Copy the data below in full, exactly as it appears.

• _LISTED RECORDS_:
Start of Block
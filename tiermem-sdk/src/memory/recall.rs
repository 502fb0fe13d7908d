//! Recall memory: the verbatim conversation log.

use std::sync::Arc;

use async_trait::async_trait;
use tiermem_core::{Document, Message};

use super::Memory;
use crate::stores::MessageStore;
use crate::MemoryResult;

/// Maximum messages returned by a non-empty `load` query
pub const RECALL_LOAD_LIMIT: usize = 20;

/// Every conversational turn, appended to a [`MessageStore`] in order.
pub struct RecallMemory {
    store: Arc<dyn MessageStore>,
}

impl RecallMemory {
    pub fn new(store: Arc<dyn MessageStore>) -> Self {
        Self { store }
    }

    /// Backing store
    pub fn store(&self) -> &Arc<dyn MessageStore> {
        &self.store
    }
}

#[async_trait]
impl Memory for RecallMemory {
    async fn save(&self, input: &Message, output: &Message) -> MemoryResult<()> {
        self.store.append(input).await?;
        self.store.append(output).await
    }

    /// Empty query: the whole log. Otherwise up to 20 substring matches.
    async fn load(&self, query: &str) -> MemoryResult<Vec<Message>> {
        if query.is_empty() {
            return self.store.all().await;
        }
        self.store.search(query, RECALL_LOAD_LIMIT).await
    }

    async fn search(&self, _query: &str, _k: usize) -> MemoryResult<Vec<Document>> {
        Ok(Vec::new())
    }

    async fn clear(&self) -> MemoryResult<()> {
        self.store.clear().await
    }
}
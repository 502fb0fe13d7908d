//! tiermem-core - shared types for the tiered memory system
//!
//! This crate holds the pieces every memory tier and store agrees on:
//!
//! - **schema** - `Message`, `Role`, `ContentPart` and `Document`
//! - **embedding** - the `Embedder` trait plus built-in providers
//! - **error** - core error type
//!
//! Memory tiers, stores and hooks live in `tiermem-sdk`.

pub mod embedding;
pub mod error;
pub mod schema;

pub use embedding::{Embedder, HashEmbedder};
pub use error::{Error, Result};
pub use schema::{ContentPart, Document, Message, Role};
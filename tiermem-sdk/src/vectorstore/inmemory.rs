use async_trait::async_trait;
use std::collections::{HashMap, HashSet};
use tiermem_core::Document;
use tokio::sync::RwLock;

use super::similarity::{matches_filter, score};
use super::{SearchOptions, VectorStore};
use crate::{MemoryError, MemoryResult};

#[derive(Debug, Clone)]
struct Entry {
    document: Document,
    embedding: Vec<f32>,
}

#[derive(Debug, Default)]
struct State {
    entries: HashMap<String, Entry>,
    /// Insertion order; overwrites keep their original slot.
    order: Vec<String>,
}

/// Linear-scan vector store held in process memory.
///
/// Equal scores keep insertion order.
#[derive(Debug, Default)]
pub struct InMemoryVectorStore {
    state: RwLock<State>,
}

impl InMemoryVectorStore {
    pub fn new() -> Self {
        Self::default()
    }

    pub async fn len(&self) -> usize {
        self.state.read().await.entries.len()
    }

    pub async fn is_empty(&self) -> bool {
        self.state.read().await.entries.is_empty()
    }
}

#[async_trait]
impl VectorStore for InMemoryVectorStore {
    async fn add(&self, docs: &[Document], embeddings: &[Vec<f32>]) -> MemoryResult<()> {
        if docs.len() != embeddings.len() {
            return Err(MemoryError::LengthMismatch {
                docs: docs.len(),
                embeddings: embeddings.len(),
            });
        }

        let mut state = self.state.write().await;
        for (doc, embedding) in docs.iter().zip(embeddings) {
            let mut document = doc.clone();
            document.score = 0.0;
            let entry = Entry {
                document,
                embedding: embedding.clone(),
            };
            if state.entries.insert(doc.id.clone(), entry).is_none() {
                state.order.push(doc.id.clone());
            }
        }
        tracing::trace!(added = docs.len(), total = state.entries.len(), "vector store add");
        Ok(())
    }

    async fn search(
        &self,
        query: &[f32],
        k: usize,
        options: SearchOptions,
    ) -> MemoryResult<Vec<Document>> {
        let state = self.state.read().await;

        let mut scored: Vec<(f64, &Entry)> = state
            .order
            .iter()
            .filter_map(|id| state.entries.get(id))
            .filter(|entry| matches_filter(&entry.document.metadata, &options.filter))
            .map(|entry| (score(options.strategy, query, &entry.embedding), entry))
            // NaN scores come from corrupt embeddings and never rank
            .filter(|(s, _)| !s.is_nan())
            .filter(|(s, _)| options.threshold <= 0.0 || *s >= options.threshold)
            .collect();

        // stable: ties keep insertion order
        scored.sort_by(|a, b| b.0.total_cmp(&a.0));

        Ok(scored
            .into_iter()
            .take(k)
            .map(|(s, entry)| entry.document.scored(s))
            .collect())
    }

    async fn delete(&self, ids: &[String]) -> MemoryResult<()> {
        let mut state = self.state.write().await;
        let removed: HashSet<&str> = ids
            .iter()
            .filter(|id| state.entries.remove(id.as_str()).is_some())
            .map(String::as_str)
            .collect();
        if !removed.is_empty() {
            state.order.retain(|id| !removed.contains(id.as_str()));
        }
        Ok(())
    }
}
End of Block
• _ANSWER BOX_:
filename tiermem-sdk/src/memory/recall.rs
repository 502fb0fe13d7908d
//! Recall memory: the verbatim conversation log.

use std::sync::Arc;

use async_trait::async_trait;
use tiermem_core::{Document, Message};

use super::Memory;
use crate::stores::MessageStore;
use crate::MemoryResult;

/// Maximum messages returned by a non-empty `load` query
pub const RECALL_LOAD_LIMIT: usize = 20;

/// Every conversational turn, appended to a [`MessageStore`] in order.
pub struct RecallMemory {
    store: Arc<dyn MessageStore>,
}

impl RecallMemory {
    pub fn new(store: Arc<dyn MessageStore>) -> Self {
        Self { store }
    }

    /// Backing store
    pub fn store(&self) -> &Arc<dyn MessageStore> {
        &self.store
    }
}

#[async_trait]
impl Memory for RecallMemory {
    async fn save(&self, input: &Message, output: &Message) -> MemoryResult<()> {
        self.store.append(input).await?;
        self.store.append(output).await
    }

    /// Empty query: the whole log. Otherwise up to 20 substring matches.
    async fn load(&self, query: &str) -> MemoryResult<Vec<Message>> {
        if query.is_empty() {
            return self.store.all().await;
        }
        self.store.search(query, RECALL_LOAD_LIMIT).await
    }

    async fn search(&self, _query: &str, _k: usize) -> MemoryResult<Vec<Document>> {
        Ok(Vec::new())
    }

    async fn clear(&self) -> MemoryResult<()> {
        self.store.clear().await
    }
}
repository 502fb0fe13d7908d
//! tiermem-core - shared types for the tiered memory system
//!
//! This crate holds the pieces every memory tier and store agrees on:
//!
//! - **schema** - `Message`, `Role`, `ContentPart` and `Document`
//! - **embedding** - the `Embedder` trait plus built-in providers
//! - **error** - core error type
//!
//! Memory tiers, stores and hooks live in `tiermem-sdk`.

pub mod embedding;
pub mod error;
pub mod schema;

pub use embedding::{Embedder, HashEmbedder};
pub use error::{Error, Result};
pub use schema::{ContentPart, Document, Message, Role};
filename tiermem-sdk/src/vectorstore/inmemory.rs
use async_trait::async_trait;
use std::collections::{HashMap, HashSet};
use tiermem_core::Document;
use tokio::sync::RwLock;

use super::similarity::{matches_filter, score};
use super::{SearchOptions, VectorStore};
use crate::{MemoryError, MemoryResult};

#[derive(Debug, Clone)]
struct Entry {
    document: Document,
    embedding: Vec<f32>,
}

#[derive(Debug, Default)]
struct State {
    entries: HashMap<String, Entry>,
    /// Insertion order; overwrites keep their original slot.
    order: Vec<String>,
}

/// Linear-scan vector store held in process memory.
///
/// Equal scores keep insertion order.
#[derive(Debug, Default)]
pub struct InMemoryVectorStore {
    state: RwLock<State>,
}

impl InMemoryVectorStore {
    pub fn new() -> Self {
        Self::default()
    }

    pub async fn len(&self) -> usize {
        self.state.read().await.entries.len()
    }

    pub async fn is_empty(&self) -> bool {
        self.state.read().await.entries.is_empty()
    }
}

#[async_trait]
impl VectorStore for InMemoryVectorStore {
    async fn add(&self, docs: &[Document], embeddings: &[Vec<f32>]) -> MemoryResult<()> {
        if docs.len() != embeddings.len() {
            return Err(MemoryError::LengthMismatch {
                docs: docs.len(),
                embeddings: embeddings.len(),
            });
        }

        let mut state = self.state.write().await;
        for (doc, embedding) in docs.iter().zip(embeddings) {
            let mut document = doc.clone();
            document.score = 0.0;
            let entry = Entry {
                document,
                embedding: embedding.clone(),
            };
            if state.entries.insert(doc.id.clone(), entry).is_none() {
                state.order.push(doc.id.clone());
            }
        }
        tracing::trace!(added = docs.len(), total = state.entries.len(), "vector store add");
        Ok(())
    }

    async fn search(
        &self,
        query: &[f32],
        k: usize,
        options: SearchOptions,
    ) -> MemoryResult<Vec<Document>> {
        let state = self.state.read().await;

        let mut scored: Vec<(f64, &Entry)> = state
            .order
            .iter()
            .filter_map(|id| state.entries.get(id))
            .filter(|entry| matches_filter(&entry.document.metadata, &options.filter))
            .map(|entry| (score(options.strategy, query, &entry.embedding), entry))
            // NaN scores come from corrupt embeddings and never rank
            .filter(|(s, _)| !s.is_nan())
            .filter(|(s, _)| options.threshold <= 0.0 || *s >= options.threshold)
            .collect();

        // stable: ties keep insertion order
        scored.sort_by(|a, b| b.0.total_cmp(&a.0));

        Ok(scored
            .into_iter()
            .take(k)
            .map(|(s, entry)| entry.document.scored(s))
            .collect())
    }

    async fn delete(&self, ids: &[String]) -> MemoryResult<()> {
        let mut state = self.state.write().await;
        let removed: HashSet<&str> = ids
            .iter()
            .filter(|id| state.entries.remove(id.as_str()).is_some())
            .map(String::as_str)
            .collect();
        if !removed.is_empty() {
            state.order.retain(|id| !removed.contains(id.as_str()));
        }
        Ok(())
    }
}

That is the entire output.